-- TASK --
Your task is to quote the records from their first line through the line containing "missing or unreadable", with nothing added or left out.

[AVAILABLE DATA]

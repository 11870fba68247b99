//! Error types for image building.
//!
//! Every variant is fatal for the host being built: a build failure is
//! deterministic given identical inputs, so there is no retry taxonomy
//! here.

use std::path::PathBuf;
use thiserror::Error;

/// Error type for image builds
#[derive(Debug, Error)]
pub enum BuildError {
    /// Source ISO missing or unreadable
    #[error("source image unreadable: {path}: {source}")]
    SourceUnreadable {
        path: PathBuf,
        #[source]
        source: std::io::Error,
    },

    /// The installer's boot configuration is not where this media
    /// family puts it
    #[error("boot configuration not found under {0}")]
    BootConfigNotFound(PathBuf),

    /// Boot configuration exists but has no kernel-option line to append to
    #[error("no kernel option line in {0}")]
    MissingKernelOptLine(PathBuf),

    /// Descriptor render failed (missing required field)
    #[error("descriptor field missing: {0}")]
    MissingField(&'static str),

    /// Two names in the same directory lowercase to the same string
    #[error("filename case collision under {dir}: {name}")]
    CaseCollision { dir: PathBuf, name: String },

    /// External tool exited nonzero
    #[error("{tool} failed ({status}): {stderr}")]
    Tool {
        tool: String,
        status: String,
        stderr: String,
    },

    /// External tool could not be spawned at all
    #[error("failed to run {tool}: {source}")]
    ToolSpawn {
        tool: String,
        #[source]
        source: std::io::Error,
    },

    /// Filesystem error in the staging tree
    #[error("staging I/O error: {0}")]
    Io(#[from] std::io::Error),
}

/// Result type for image builds
pub type Result<T> = std::result::Result<T, BuildError>;

#[cfg(test)]
mod tests {
    use super::*;

    #[test]
    fn test_error_display() {
        let err = BuildError::MissingField("gateway");
        assert_eq!(err.to_string(), "descriptor field missing: gateway");

        let err = BuildError::Tool {
            tool: "xorriso".into(),
            status: "exit status: 1".into(),
            stderr: "cannot open".into(),
        };
        assert!(err.to_string().contains("xorriso"));
        assert!(err.to_string().contains("cannot open"));
    }
}
//! Inventory configuration.
//!
//! One TOML file describes the fleet: host records, the fleet-default
//! network profile, the image distribution share and the provisioning
//! tunables. Secrets are not stored in the file; credential fields name
//! environment variables that hold the actual values.

use color_eyre::eyre::{eyre, Result, WrapErr};
use serde::Deserialize;
use std::path::{Path, PathBuf};
use std::time::Duration;

use anvil_bmc::BootMode;
use anvil_common::{Credentials, HostSpec, NetworkProfile, Secret};
use anvil_image::BuilderConfig;
use anvil_provision::DriverConfig;

#[derive(Debug, Deserialize)]
pub struct Inventory {
    /// Vendor installer ISO (read-only input)
    pub source_iso: PathBuf,
    pub share: ShareConfig,
    /// Fleet-wide network profile; hosts may override
    pub defaults: NetworkProfile,
    pub credentials: CredentialRefs,
    #[serde(default)]
    pub bmc: BmcSettings,
    #[serde(default)]
    pub provision: ProvisionSettings,
    pub hosts: Vec<HostSpec>,
}

#[derive(Debug, Deserialize)]
pub struct ShareConfig {
    /// Base URI under which every BMC reaches the export
    pub base_uri: String,
    /// Local directory the share serves
    pub export_dir: PathBuf,
    #[serde(default = "default_staging_dir")]
    pub staging_dir: PathBuf,
}

fn default_staging_dir() -> PathBuf {
    PathBuf::from("/var/tmp/anvil")
}

/// Names of the environment variables carrying the secrets.
#[derive(Debug, Deserialize)]
pub struct CredentialRefs {
    pub root_password_env: String,
    pub bmc_username: String,
    pub bmc_password_env: String,
}

#[derive(Debug, Deserialize)]
pub struct BmcSettings {
    /// Tolerate self-signed BMC certificates
    #[serde(default = "default_true")]
    pub insecure_tls: bool,
}

impl Default for BmcSettings {
    fn default() -> Self {
        Self { insecure_tls: true }
    }
}

fn default_true() -> bool {
    true
}

#[derive(Debug, Deserialize)]
pub struct ProvisionSettings {
    #[serde(default = "default_concurrency")]
    pub concurrency: usize,
    #[serde(default = "default_max_attempts")]
    pub max_attempts: u32,
    #[serde(default = "default_retry_backoff")]
    pub retry_backoff_secs: u64,
    #[serde(default = "default_poll_interval")]
    pub poll_interval_secs: u64,
    #[serde(default = "default_install_timeout")]
    pub install_timeout_secs: u64,
    #[serde(default = "default_verify_timeout")]
    pub verify_timeout_secs: u64,
    #[serde(default = "default_boot_mode")]
    pub boot_mode: String,
    /// Port probed on the management IP to detect install completion
    #[serde(default = "default_probe_port")]
    pub probe_port: u16,
}

impl Default for ProvisionSettings {
    fn default() -> Self {
        Self {
            concurrency: default_concurrency(),
            max_attempts: default_max_attempts(),
            retry_backoff_secs: default_retry_backoff(),
            poll_interval_secs: default_poll_interval(),
            install_timeout_secs: default_install_timeout(),
            verify_timeout_secs: default_verify_timeout(),
            boot_mode: default_boot_mode(),
            probe_port: default_probe_port(),
        }
    }
}

fn default_concurrency() -> usize {
    4
}
fn default_max_attempts() -> u32 {
    3
}
fn default_retry_backoff() -> u64 {
    30
}
fn default_poll_interval() -> u64 {
    20
}
fn default_install_timeout() -> u64 {
    30 * 60
}
fn default_verify_timeout() -> u64 {
    2 * 60
}
fn default_boot_mode() -> String {
    "uefi".to_string()
}
fn default_probe_port() -> u16 {
    22
}

impl Inventory {
    pub fn load(path: &Path) -> Result<Self> {
        let contents = std::fs::read_to_string(path)
            .wrap_err_with(|| format!("cannot read inventory {}", path.display()))?;
        let inventory: Inventory = toml::from_str(&contents)
            .wrap_err_with(|| format!("invalid inventory {}", path.display()))?;
        Ok(inventory)
    }

    /// Resolve the credential bundle from the environment.
    pub fn credentials(&self) -> Result<Credentials> {
        Ok(Credentials {
            root_password: Secret::new(read_env(&self.credentials.root_password_env)?),
            bmc_username: self.credentials.bmc_username.clone(),
            bmc_password: Secret::new(read_env(&self.credentials.bmc_password_env)?),
        })
    }

    pub fn builder_config(&self) -> BuilderConfig {
        BuilderConfig {
            source_iso: self.source_iso.clone(),
            staging_dir: self.share.staging_dir.clone(),
            output_dir: self.share.export_dir.clone(),
            share_base_uri: self.share.base_uri.clone(),
        }
    }

    pub fn driver_config(&self) -> Result<DriverConfig> {
        let boot_mode = match self.provision.boot_mode.as_str() {
            "uefi" => BootMode::Uefi,
            "legacy" => BootMode::Legacy,
            other => return Err(eyre!("unknown boot_mode '{}' (uefi|legacy)", other)),
        };
        Ok(DriverConfig {
            max_attempts: self.provision.max_attempts,
            retry_backoff: Duration::from_secs(self.provision.retry_backoff_secs),
            poll_interval: Duration::from_secs(self.provision.poll_interval_secs),
            install_timeout: Duration::from_secs(self.provision.install_timeout_secs),
            verify_timeout: Duration::from_secs(self.provision.verify_timeout_secs),
            boot_mode,
            probe_port: self.provision.probe_port,
            ..DriverConfig::default()
        })
    }
}

fn read_env(name: &str) -> Result<String> {
    std::env::var(name).wrap_err_with(|| format!("environment variable {} not set", name))
}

[/AVAILABLE DATA]

-- RESPONSE TO THE TASK --
repository 11870fba68247b99
//! Error types for image building.
//!
//! Every variant is fatal for the host being built: a build failure is
//! deterministic given identical inputs, so there is no retry taxonomy
//! here.

use std::path::PathBuf;
use thiserror::Error;

/// Error type for image builds
#[derive(Debug, Error)]
pub enum BuildError {
    /// Source ISO missing or unreadable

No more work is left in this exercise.